START Listed entries
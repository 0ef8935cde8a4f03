//! Database migration runner.

use sqlx::SqlitePool;
use tracing::info;

use attachhub_core::error::{AppError, ErrorKind};

/// Run all pending database migrations.
pub async fn run_migrations(pool: &SqlitePool) -> Result<(), AppError> {
    info!("Running database migrations...");

    sqlx::migrate!("../../migrations")
        .run(pool)
        .await
        .map_err(|e| {
            AppError::with_source(
                ErrorKind::Database,
                format!("Failed to run migrations: {e}"),
                e,
            )
        })?;

    info!("Database migrations completed successfully");
    Ok(())
}
//! Local filesystem storage provider.

use std::path::{Path, PathBuf};

use async_trait::async_trait;
use bytes::Bytes;
use futures::stream::StreamExt;
use tokio::fs;
use tokio::io::AsyncWriteExt;
use tokio_util::io::ReaderStream;
use tracing::{debug, warn};

use attachhub_core::error::{AppError, ErrorKind};
use attachhub_core::result::AppResult;
use attachhub_core::traits::storage::{ByteStream, StorageProvider};

/// Suffix of the scratch file a write goes through before it is renamed
/// into place.
const PARTIAL_SUFFIX: &str = ".partial";

/// Local filesystem storage provider.
#[derive(Debug, Clone)]
pub struct LocalStorageProvider {
    /// Root directory for all stored files.
    root: PathBuf,
}

impl LocalStorageProvider {
    /// Create a new local storage provider rooted at the given path.
    pub async fn new(root_path: impl AsRef<Path>) -> AppResult<Self> {
        let root = root_path.as_ref().to_path_buf();
        fs::create_dir_all(&root).await.map_err(|e| {
            AppError::with_source(
                ErrorKind::Storage,
                format!("Failed to create storage root: {}", root.display()),
                e,
            )
        })?;
        Ok(Self { root })
    }

    /// The storage root.
    pub fn root(&self) -> &Path {
        &self.root
    }

    /// Resolve a relative path to an absolute path within the root.
    fn resolve(&self, path: &str) -> PathBuf {
        let clean = path.trim_start_matches('/');
        self.root.join(clean)
    }

    /// Ensure the parent directory of a path exists.
    async fn ensure_parent(&self, path: &Path) -> AppResult<()> {
        if let Some(parent) = path.parent() {
            fs::create_dir_all(parent).await.map_err(|e| {
                AppError::with_source(
                    ErrorKind::Storage,
                    format!("Failed to create parent directory: {}", parent.display()),
                    e,
                )
            })?;
        }
        Ok(())
    }

    /// Write `data` to a scratch file beside `full_path` and rename it into
    /// place. The scratch file is removed again if any step fails.
    async fn write_through_scratch(&self, path: &str, full_path: &Path, data: &Bytes) -> AppResult<()> {
        let mut scratch = full_path.as_os_str().to_owned();
        scratch.push(PARTIAL_SUFFIX);
        let scratch = PathBuf::from(scratch);

        let result = fill_and_rename(path, &scratch, full_path, data).await;
        if result.is_err() {
            if let Err(e) = fs::remove_file(&scratch).await {
                if e.kind() != std::io::ErrorKind::NotFound {
                    warn!(path, error = %e, "Failed to remove scratch file");
                }
            }
        }
        result
    }
}

async fn fill_and_rename(path: &str, scratch: &Path, full_path: &Path, data: &Bytes) -> AppResult<()> {
    let mut file = fs::File::create(scratch).await.map_err(|e| {
        AppError::with_source(ErrorKind::Storage, format!("Failed to create file: {path}"), e)
    })?;
    file.write_all(data).await.map_err(|e| {
        AppError::with_source(ErrorKind::Storage, format!("Failed to write file: {path}"), e)
    })?;
    file.sync_all()
        .await
        .map_err(|e| AppError::with_source(ErrorKind::Storage, "Failed to flush file", e))?;
    drop(file);

    fs::rename(scratch, full_path).await.map_err(|e| {
        AppError::with_source(
            ErrorKind::Storage,
            format!("Failed to move file into place: {path}"),
            e,
        )
    })
}

fn open_error(path: &str, e: std::io::Error) -> AppError {
    if e.kind() == std::io::ErrorKind::NotFound {
        AppError::not_found(format!("File not found: {path}"))
    } else {
        AppError::with_source(ErrorKind::Storage, format!("Failed to open file: {path}"), e)
    }
}

#[async_trait]
impl StorageProvider for LocalStorageProvider {
    fn locate(&self, path: &str) -> PathBuf {
        self.resolve(path)
    }

    async fn health_check(&self) -> AppResult<bool> {
        Ok(fs::metadata(&self.root)
            .await
            .map(|meta| meta.is_dir())
            .unwrap_or(false))
    }

    async fn read(&self, path: &str) -> AppResult<ByteStream> {
        let full_path = self.resolve(path);
        let file = fs::File::open(&full_path)
            .await
            .map_err(|e| open_error(path, e))?;

        let stream = ReaderStream::new(file);
        Ok(Box::pin(stream.map(|r| r.map(|b| b.into()))))
    }

    /// Writes land in a scratch file first and are renamed into place, so a
    /// reader never observes half-written content. Existing keys are never
    /// replaced.
    async fn write(&self, path: &str, data: Bytes) -> AppResult<()> {
        let full_path = self.resolve(path);
        if full_path.exists() {
            return Err(AppError::conflict(format!("Storage key already in use: {path}")));
        }
        self.ensure_parent(&full_path).await?;
        self.write_through_scratch(path, &full_path, &data).await?;

        debug!(path, bytes = data.len(), "Wrote file");
        Ok(())
    }

    async fn delete(&self, path: &str) -> AppResult<()> {
        let full_path = self.resolve(path);
        if full_path.exists() {
            fs::remove_file(&full_path).await.map_err(|e| {
                AppError::with_source(
                    ErrorKind::Storage,
                    format!("Failed to delete file: {path}"),
                    e,
                )
            })?;
            debug!(path, "Deleted file");
        }
        Ok(())
    }
}

#[cfg(test)]
mod tests {
    use super::*;

    async fn provider() -> (tempfile::TempDir, LocalStorageProvider) {
        let dir = tempfile::tempdir().unwrap();
        let provider = LocalStorageProvider::new(dir.path()).await.unwrap();
        (dir, provider)
    }

    async fn read_all(provider: &LocalStorageProvider, path: &str) -> Vec<u8> {
        let mut stream = provider.read(path).await.unwrap();
        let mut collected = Vec::new();
        while let Some(chunk) = stream.next().await {
            collected.extend_from_slice(&chunk.unwrap());
        }
        collected
    }

    #[tokio::test]
    async fn test_write_read_delete() {
        let (_dir, provider) = provider().await;

        provider.write("test/file.txt", Bytes::from("hello world")).await.unwrap();

        assert_eq!(read_all(&provider, "test/file.txt").await, b"hello world");

        let on_disk = std::fs::read(provider.locate("test/file.txt")).unwrap();
        assert_eq!(on_disk, b"hello world");
        assert!(!provider.locate("test/file.txt.partial").exists());

        provider.delete("test/file.txt").await.unwrap();
        assert!(!provider.locate("test/file.txt").exists());
        provider.delete("test/file.txt").await.unwrap();
    }

    #[tokio::test]
    async fn test_write_never_replaces_existing_key() {
        let (_dir, provider) = provider().await;

        provider.write("a/b", Bytes::from("v1")).await.unwrap();
        let err = provider.write("a/b", Bytes::from("v2")).await.unwrap_err();
        assert_eq!(err.kind, ErrorKind::Conflict);
        assert_eq!(read_all(&provider, "a/b").await, b"v1");
    }

    #[tokio::test]
    async fn test_failed_rename_removes_scratch_file() {
        let (_dir, provider) = provider().await;

        // A non-empty directory cannot be replaced by a file.
        let target = provider.locate("taken");
        std::fs::create_dir_all(target.join("inner")).unwrap();

        let err = provider
            .write_through_scratch("taken", &target, &Bytes::from("data"))
            .await
            .unwrap_err();

        assert_eq!(err.kind, ErrorKind::Storage);
        assert!(!provider.locate("taken.partial").exists());
        assert!(target.join("inner").is_dir());
    }

    #[tokio::test]
    async fn test_missing_file_is_not_found() {
        let (_dir, provider) = provider().await;
        let err = provider.read("nope").await.err().unwrap();
        assert_eq!(err.kind, ErrorKind::NotFound);
    }

    #[tokio::test]
    async fn test_health_check_tracks_root() {
        let (dir, provider) = provider().await;
        assert!(provider.health_check().await.unwrap());

        std::fs::remove_dir_all(dir.path()).unwrap();
        assert!(!provider.health_check().await.unwrap());
    }
}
END Listed entries
Your goal — Repeat exactly the lines from the first line of the records above through the line containing "#[derive(Debug, Clone)]", both included, and nothing else.

Exercise response —
repository 0ef8935cde8a4f03
//! Database migration runner.

use sqlx::SqlitePool;
use tracing::info;

use attachhub_core::error::{AppError, ErrorKind};

/// Run all pending database migrations.
pub async fn run_migrations(pool: &SqlitePool) -> Result<(), AppError> {
    info!("Running database migrations...");

    sqlx::migrate!("../../migrations")
        .run(pool)
        .await
        .map_err(|e| {
            AppError::with_source(
                ErrorKind::Database,
                format!("Failed to run migrations: {e}"),
                e,
            )
        })?;

    info!("Database migrations completed successfully");
    Ok(())
}
//! Local filesystem storage provider.

use std::path::{Path, PathBuf};

use async_trait::async_trait;
use bytes::Bytes;
use futures::stream::StreamExt;
use tokio::fs;
use tokio::io::AsyncWriteExt;
use tokio_util::io::ReaderStream;
use tracing::{debug, warn};

use attachhub_core::error::{AppError, ErrorKind};
use attachhub_core::result::AppResult;
use attachhub_core::traits::storage::{ByteStream, StorageProvider};

/// Suffix of the scratch file a write goes through before it is renamed
/// into place.
const PARTIAL_SUFFIX: &str = ".partial";

/// Local filesystem storage provider.
#[derive(Debug, Clone)]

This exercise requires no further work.